**Task statement**
An exact reproduction of all the entries is the expected answer.

*** Data for the task ***

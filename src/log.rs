// SPDX-FileCopyrightText: Copyright (c) 2024 NVIDIA CORPORATION & AFFILIATES. All rights reserved.
// SPDX-License-Identifier: Apache-2.0
//! Diagnostic log entries with interned strings.
//!
//! Messages, cell names and categories repeat a lot across an extraction
//! run. Entries therefore keep small handles into a [`StringRepository`]
//! owned by whoever owns the [`LogStore`].

use crate::geom::DPolygon;
use compact_str::CompactString;
use std::collections::HashMap;
use std::fmt;

/// Handle of an interned string. 0 is the empty string.
pub type StrId = u32;

#[derive(Debug, Clone)]
pub struct StringRepository {
    strings: Vec<CompactString>,
    index: HashMap<CompactString, StrId>,
}

impl Default for StringRepository {
    fn default() -> Self {
        let mut index = HashMap::new();
        index.insert(CompactString::default(), 0);
        Self { strings: vec![CompactString::default()], index }
    }
}

impl StringRepository {
    pub fn intern(&mut self, s: &str) -> StrId {
        if let Some(&id) = self.index.get(s) {
            return id;
        }
        let id = self.strings.len() as StrId;
        let s = CompactString::from(s);
        self.strings.push(s.clone());
        self.index.insert(s, id);
        id
    }

    pub fn get(&self, id: StrId) -> &str {
        self.strings.get(id as usize).map(|s| s.as_str()).unwrap_or("")
    }

    pub fn len(&self) -> usize {
        self.strings.len()
    }

    pub fn is_empty(&self) -> bool {
        self.strings.len() <= 1
    }
}

#[derive(Debug, Clone, Copy, Default, PartialEq, Eq, PartialOrd, Ord, Hash)]
pub enum Severity {
    #[default]
    NoSeverity,
    Info,
    Warning,
    Error,
}

impl fmt::Display for Severity {
    fn fmt(&self, f: &mut fmt::Formatter<'_>) -> fmt::Result {
        match self {
            Severity::NoSeverity => write!(f, ""),
            Severity::Info => write!(f, "info"),
            Severity::Warning => write!(f, "warning"),
            Severity::Error => write!(f, "error"),
        }
    }
}

/// A log entry with plain strings, as produced by extractors and checks.
#[derive(Debug, Clone, Default, PartialEq)]
pub struct LogEntryData {
    pub severity: Severity,
    pub message: String,
    pub cell_name: String,
    pub category_name: String,
    pub category_description: String,
    pub geometry: Option<DPolygon>,
}

impl LogEntryData {
    pub fn new(severity: Severity, message: impl Into<String>) -> Self {
        Self { severity, message: message.into(), ..Default::default() }
    }

    pub fn with_cell(mut self, cell: impl Into<String>) -> Self {
        self.cell_name = cell.into();
        self
    }

    pub fn with_category(mut self, name: impl Into<String>, description: impl Into<String>) -> Self {
        self.category_name = name.into();
        self.category_description = description.into();
        self
    }

    pub fn with_geometry(mut self, geometry: DPolygon) -> Self {
        self.geometry = Some(geometry);
        self
    }
}

impl fmt::Display for LogEntryData {
    /// `[category] In cell X: message`, the layout used by summaries.
    fn fmt(&self, f: &mut fmt::Formatter<'_>) -> fmt::Result {
        if !self.category_name.is_empty() {
            write!(f, "[{}] ", self.category_name)?;
        }
        if !self.cell_name.is_empty() {
            write!(f, "In cell {}: ", self.cell_name)?;
        }
        write!(f, "{}", self.message)
    }
}

/// A stored log entry; strings live in the owning repository.
#[derive(Debug, Clone, PartialEq)]
pub struct LogEntry {
    pub severity: Severity,
    pub message: StrId,
    pub cell_name: StrId,
    pub category_name: StrId,
    pub category_description: StrId,
    pub geometry: Option<DPolygon>,
}

/// Append-only list of log entries plus their string repository.
#[derive(Debug, Clone, Default)]
pub struct LogStore {
    strings: StringRepository,
    entries: Vec<LogEntry>,
}

impl LogStore {
    pub fn new() -> Self {
        Self::default()
    }

    pub fn strings(&self) -> &StringRepository {
        &self.strings
    }

    /// Appends an entry and mirrors it to the process log.
    pub fn push(&mut self, data: LogEntryData) {
        match data.severity {
            Severity::Error => clilog::error!("{}", data),
            Severity::Warning => clilog::warn!("{}", data),
            Severity::Info => clilog::info!("{}", data),
            Severity::NoSeverity => clilog::debug!("{}", data),
        }
        let entry = self.intern(&data);
        self.entries.push(entry);
    }

    /// Interns the strings of an entry without storing it.
    pub fn intern(&mut self, data: &LogEntryData) -> LogEntry {
        LogEntry {
            severity: data.severity,
            message: self.strings.intern(&data.message),
            cell_name: self.strings.intern(&data.cell_name),
            category_name: self.strings.intern(&data.category_name),
            category_description: self.strings.intern(&data.category_description),
            geometry: data.geometry.clone(),
        }
    }

    pub fn resolve(&self, e: &LogEntry) -> LogEntryData {
        LogEntryData {
            severity: e.severity,
            message: self.strings.get(e.message).to_string(),
            cell_name: self.strings.get(e.cell_name).to_string(),
            category_name: self.strings.get(e.category_name).to_string(),
            category_description: self.strings.get(e.category_description).to_string(),
            geometry: e.geometry.clone(),
        }
    }

    pub fn entries(&self) -> &[LogEntry] {
        &self.entries
    }

    pub fn iter(&self) -> impl Iterator<Item = LogEntryData> + '_ {
        self.entries.iter().map(|e| self.resolve(e))
    }

    pub fn len(&self) -> usize {
        self.entries.len()
    }

    pub fn is_empty(&self) -> bool {
        self.entries.is_empty()
    }

    pub fn has_errors(&self) -> bool {
        self.entries.iter().any(|e| e.severity == Severity::Error)
    }

    /// Drops the entries. Interned strings stay valid.
    pub fn clear(&mut self) {
        self.entries.clear();
    }
}

#[cfg(test)]
mod tests {
    use super::*;

    #[test]
    fn test_interning() {
        let mut repo = StringRepository::default();
        let a = repo.intern("must-connect");
        let b = repo.intern("must-connect");
        assert_eq!(a, b);
        assert_eq!(repo.intern(""), 0);
        assert_eq!(repo.get(a), "must-connect");
    }

    #[test]
    fn test_store_roundtrip_and_errors() {
        let mut store = LogStore::new();
        store.push(LogEntryData::new(Severity::Warning, "floating net").with_cell("INV"));
        assert!(!store.has_errors());
        store.push(
            LogEntryData::new(Severity::Error, "short")
                .with_cell("INV")
                .with_category("short", "Shorted nets"),
        );
        assert!(store.has_errors());
        let all: Vec<_> = store.iter().collect();
        assert_eq!(all[1].category_description, "Shorted nets");
        assert_eq!(all[0].to_string(), "In cell INV: floating net");
        assert_eq!(store.entries()[0].cell_name, store.entries()[1].cell_name);
        store.clear();
        assert!(store.is_empty());
    }
}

***

**Answer to this task**
filename src/log.rs
// SPDX-FileCopyrightText: Copyright (c) 2024 NVIDIA CORPORATION & AFFILIATES. All rights reserved.
// SPDX-License-Identifier: Apache-2.0
//! Diagnostic log entries with interned strings.
//!
//! Messages, cell names and categories repeat a lot across an extraction
//! run. Entries therefore keep small handles into a [`StringRepository`]
//! owned by whoever owns the [`LogStore`].

use crate::geom::DPolygon;
use compact_str::CompactString;
use std::collections::HashMap;
use std::fmt;

/// Handle of an interned string. 0 is the empty string.
pub type StrId = u32;

#[derive(Debug, Clone)]
pub struct StringRepository {
    strings: Vec<CompactString>,
    index: HashMap<CompactString, StrId>,
}

impl Default for StringRepository {
    fn default() -> Self {
        let mut index = HashMap::new();
        index.insert(CompactString::default(), 0);
        Self { strings: vec![CompactString::default()], index }
    }
}

impl StringRepository {
    pub fn intern(&mut self, s: &str) -> StrId {
        if let Some(&id) = self.index.get(s) {
            return id;
        }
        let id = self.strings.len() as StrId;
        let s = CompactString::from(s);
        self.strings.push(s.clone());
        self.index.insert(s, id);
        id
    }

    pub fn get(&self, id: StrId) -> &str {
        self.strings.get(id as usize).map(|s| s.as_str()).unwrap_or("")
    }

    pub fn len(&self) -> usize {
        self.strings.len()
    }

    pub fn is_empty(&self) -> bool {
        self.strings.len() <= 1
    }
}

#[derive(Debug, Clone, Copy, Default, PartialEq, Eq, PartialOrd, Ord, Hash)]
pub enum Severity {
    #[default]
    NoSeverity,
    Info,
    Warning,
    Error,
}

impl fmt::Display for Severity {
    fn fmt(&self, f: &mut fmt::Formatter<'_>) -> fmt::Result {
        match self {
            Severity::NoSeverity => write!(f, ""),
            Severity::Info => write!(f, "info"),
            Severity::Warning => write!(f, "warning"),
            Severity::Error => write!(f, "error"),
        }
    }
}

/// A log entry with plain strings, as produced by extractors and checks.
#[derive(Debug, Clone, Default, PartialEq)]
pub struct LogEntryData {
    pub severity: Severity,
    pub message: String,
    pub cell_name: String,
    pub category_name: String,
    pub category_description: String,
    pub geometry: Option<DPolygon>,
}

impl LogEntryData {
    pub fn new(severity: Severity, message: impl Into<String>) -> Self {
        Self { severity, message: message.into(), ..Default::default() }
    }

    pub fn with_cell(mut self, cell: impl Into<String>) -> Self {
        self.cell_name = cell.into();
        self
    }

    pub fn with_category(mut self, name: impl Into<String>, description: impl Into<String>) -> Self {
        self.category_name = name.into();
        self.category_description = description.into();
        self
    }

    pub fn with_geometry(mut self, geometry: DPolygon) -> Self {
        self.geometry = Some(geometry);
        self
    }
}

impl fmt::Display for LogEntryData {
    /// `[category] In cell X: message`, the layout used by summaries.
    fn fmt(&self, f: &mut fmt::Formatter<'_>) -> fmt::Result {
        if !self.category_name.is_empty() {
            write!(f, "[{}] ", self.category_name)?;
        }
        if !self.cell_name.is_empty() {
            write!(f, "In cell {}: ", self.cell_name)?;
        }
        write!(f, "{}", self.message)
    }
}

/// A stored log entry; strings live in the owning repository.
#[derive(Debug, Clone, PartialEq)]
pub struct LogEntry {
    pub severity: Severity,
    pub message: StrId,
    pub cell_name: StrId,
    pub category_name: StrId,
    pub category_description: StrId,
    pub geometry: Option<DPolygon>,
}

/// Append-only list of log entries plus their string repository.
#[derive(Debug, Clone, Default)]
pub struct LogStore {
    strings: StringRepository,
    entries: Vec<LogEntry>,
}

impl LogStore {
    pub fn new() -> Self {
        Self::default()
    }

    pub fn strings(&self) -> &StringRepository {
        &self.strings
    }

    /// Appends an entry and mirrors it to the process log.
    pub fn push(&mut self, data: LogEntryData) {
        match data.severity {
            Severity::Error => clilog::error!("{}", data),
            Severity::Warning => clilog::warn!("{}", data),
            Severity::Info => clilog::info!("{}", data),
            Severity::NoSeverity => clilog::debug!("{}", data),
        }
        let entry = self.intern(&data);
        self.entries.push(entry);
    }

    /// Interns the strings of an entry without storing it.
    pub fn intern(&mut self, data: &LogEntryData) -> LogEntry {
        LogEntry {
            severity: data.severity,
            message: self.strings.intern(&data.message),
            cell_name: self.strings.intern(&data.cell_name),
            category_name: self.strings.intern(&data.category_name),
            category_description: self.strings.intern(&data.category_description),
            geometry: data.geometry.clone(),
        }
    }

    pub fn resolve(&self, e: &LogEntry) -> LogEntryData {
        LogEntryData {
            severity: e.severity,
            message: self.strings.get(e.message).to_string(),
            cell_name: self.strings.get(e.cell_name).to_string(),
            category_name: self.strings.get(e.category_name).to_string(),
            category_description: self.strings.get(e.category_description).to_string(),
            geometry: e.geometry.clone(),
        }
    }

    pub fn entries(&self) -> &[LogEntry] {
        &self.entries
    }

    pub fn iter(&self) -> impl Iterator<Item = LogEntryData> + '_ {
        self.entries.iter().map(|e| self.resolve(e))
    }

    pub fn len(&self) -> usize {
        self.entries.len()
    }

    pub fn is_empty(&self) -> bool {
        self.entries.is_empty()
    }

    pub fn has_errors(&self) -> bool {
        self.entries.iter().any(|e| e.severity == Severity::Error)
    }

    /// Drops the entries. Interned strings stay valid.
    pub fn clear(&mut self) {
        self.entries.clear();
    }
}

#[cfg(test)]
mod tests {
    use super::*;

    #[test]
    fn test_interning() {
        let mut repo = StringRepository::default();
        let a = repo.intern("must-connect");
        let b = repo.intern("must-connect");
        assert_eq!(a, b);
        assert_eq!(repo.intern(""), 0);
        assert_eq!(repo.get(a), "must-connect");
    }

    #[test]
    fn test_store_roundtrip_and_errors() {
        let mut store = LogStore::new();
        store.push(LogEntryData::new(Severity::Warning, "floating net").with_cell("INV"));
        assert!(!store.has_errors());
        store.push(
            LogEntryData::new(Severity::Error, "short")
                .with_cell("INV")
                .with_category("short", "Shorted nets"),
        );
        assert!(store.has_errors());
        let all: Vec<_> = store.iter().collect();
        assert_eq!(all[1].category_description, "Shorted nets");
        assert_eq!(all[0].to_string(), "In cell INV: floating net");
        assert_eq!(store.entries()[0].cell_name, store.entries()[1].cell_name);
        store.clear();
        assert!(store.is_empty());
    }
}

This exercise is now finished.